NTP internal server? - NTP

This is a discussion on NTP internal server? - NTP ; I am looking to implement an 'internal' NTP server (preferably freeware) on a Win 2003 server so that I can broadcast NTP across Windows, Unix and S400 servers. Has anyone been successful in doing this and can recommend a utility ...

+ Reply to Thread
Page 1 of 2 1 2 LastLast
Results 1 to 20 of 28

Thread: NTP internal server?

  1. NTP internal server?

    I am looking to implement an 'internal' NTP server (preferably freeware)
    on a Win 2003 server so that I can broadcast NTP across Windows, Unix and
    S400 servers.
    Has anyone been successful in doing this and can recommend a utility to me
    please?
    Access to NTP externally is not permitted.
    Thank you in advance.

  2. Re: NTP internal server?

    Many thanks for your response, I appreciate your thoughts.
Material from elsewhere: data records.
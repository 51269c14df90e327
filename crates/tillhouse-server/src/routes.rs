// crates/tillhouse-server/src/routes.rs
// ============================================================================
// Module: Router
// Description: Route table and middleware stack for the HTTP surface.
// Purpose: Assemble health, login, admin, and tenant data routes.
// Dependencies: axum, serde, serde_json, tillhouse-store-sqlite, tillhouse-tenancy
// ============================================================================

//! ## Overview
//! Only `/api` routes that need a caller run behind [`tenant_scope`]; the
//! health probe and owner login are open. [`audit_requests`] wraps the whole
//! router so rejected requests are audited too.

// ============================================================================
// SECTION: Imports
// ============================================================================

use axum::Extension;
use axum::Json;
use axum::Router;
use axum::extract::DefaultBodyLimit;
use axum::extract::State;
use axum::middleware;
use axum::routing::get;
use axum::routing::post;
use axum::routing::put;
use serde::Deserialize;
use serde_json::Value;
use serde_json::json;
use tillhouse_core::Principal;
use tillhouse_store_sqlite::DatabaseHandle;
use tillhouse_tenancy::TenancyError;

use crate::admin;
use crate::error::ApiError;
use crate::scope::audit_requests;
use crate::scope::tenant_scope;
use crate::state::AppState;
use crate::tenant_data;

// ============================================================================
// SECTION: Router
// ============================================================================

/// Builds the application router.
pub fn build_app(state: AppState, max_body_bytes: usize) -> Router {
    let scoped = Router::new()
        .route("/api/admin/tenants", get(admin::list_tenants).post(admin::create_tenant))
        .route("/api/admin/tenants/{code}", get(admin::get_tenant).delete(admin::delete_tenant))
        .route("/api/admin/tenants/{code}/approve", post(admin::approve_tenant))
        .route("/api/admin/tenants/{code}/reject", post(admin::reject_tenant))
        .route("/api/admin/tenants/{code}/credentials", put(admin::rotate_credentials))
        .route("/api/admin/tenants/{code}/status", put(admin::set_status))
        .route("/api/admin/tenants/{code}/validity", put(admin::set_validity))
        .route("/api/settings", get(tenant_data::get_settings))
        .route("/api/settings/{key}", put(tenant_data::put_setting))
        .route("/api/purchase-orders/{id}/confirm", post(tenant_data::confirm_purchase_order))
        .route("/api/purchase-orders/{id}/receive", post(tenant_data::receive_purchase_order))
        .route("/api/purchase-orders/{id}/pay", post(tenant_data::pay_purchase_order))
        .route_layer(middleware::from_fn_with_state(state.clone(), tenant_scope));
    Router::new()
        .route("/health", get(health))
        .route("/api/auth/owner-login", post(owner_login))
        .merge(scoped)
        .layer(DefaultBodyLimit::max(max_body_bytes))
        .layer(middleware::from_fn_with_state(state.clone(), audit_requests))
        .with_state(state)
}

// ============================================================================
// SECTION: Open Handlers
// ============================================================================

/// Owner login body.
#[derive(Deserialize)]
pub struct LoginRequest {
    /// Owner username.
    pub username: String,
    /// Owner password.
    pub password: String,
}

/// `GET /health`: readiness of the master registry.
async fn health(State(state): State<AppState>) -> Result<Json<Value>, ApiError> {
    state.registry().get("SELECT 1 AS ok", &[]).await?;
    Ok(Json(json!({ "status": "ok" })))
}

/// `POST /api/auth/owner-login`
async fn owner_login(
    State(state): State<AppState>,
    Json(request): Json<LoginRequest>,
) -> Result<(Extension<Principal>, Json<Principal>), ApiError> {
    let principal = state
        .lifecycle()
        .verify_owner_login(&request.username, &request.password)
        .await
        .map_err(|err| match err {
            TenancyError::InvalidState { .. } => {
                ApiError::Forbidden("tenant is not active".to_string())
            }
            other => ApiError::from(other),
        })?;
    Ok((Extension(principal.clone()), Json(principal)))
}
    I should have said, I am using an HTTP utility on the server to
    synchronise with the Internet given that NTP is blocked. I can sync
    Windows systems easiliy enough with this but I'm really after the ability
    to broadcast to the UNIX and AS400 systems.

  3. Re: NTP internal server?

    wrote in message
    news:QVi0h.7$3n2.2@newreader.ukcore.bt.net...

    > I should have said, I am using an HTTP utility on the server to
    > synchronise with the Internet given that NTP is blocked.


    Talk about shooting yourself in the foot. Getting your time
    from HTTP responses is _vastly_ inferior to NTP.

    I'm also not quite sure what good they think they're doing. I'd
    say that HTTP is the more dangerous of the two.

    If they're worried about punching holes in their firewall, they
    could limit it to (NTP) traffic to and from an ISP NTP server.
    Presumably they trust their ISP for that, given that they trust
    everybody and his dog HTTP-wise.

    Groetjes,
    Maarten Wiltink



  4. Re: NTP internal server?

    metogroup@group.com wrote:

    > I should have said, I am using an HTTP utility on the server to
    > synchronise with the Internet given that NTP is blocked.


    ntp allows for using the local system clock as a reference, which
    fits your case. However, my guess is that the utility that you
    use makes step adjustments to the local clock, making ntp's life
    somewhat miserable. But, in a way, it should work.

    N

  5. Re: NTP internal server?

    metogroup@group.com wrote:

    > Many thanks for your response, I appreciate your thoughts.
    >
    > I should have said, I am using an HTTP utility on the server to
    > synchronise with the Internet given that NTP is blocked. I can sync
    > Windows systems easiliy enough with this but I'm really after the ability
    > to broadcast to the UNIX and AS400 systems.


    All right. I give up!! There are many sites that are not allowed to
    have an internet connection but I think yours is the first I've heard of
    where the NTP protocol is specifically forbidden.

    What is the rationale for this? As far as anyone here knows there are
    no "exploits" associated with NTP.

  6. Re: NTP internal server?

    "Richard B. Gilbert" wrote in message
    news:9dqdndo838CLatzYnZ2dnUVZ_uqdnZ2d@comcast.com. ..

    > As far as anyone here knows there are no "exploits" associated with NTP.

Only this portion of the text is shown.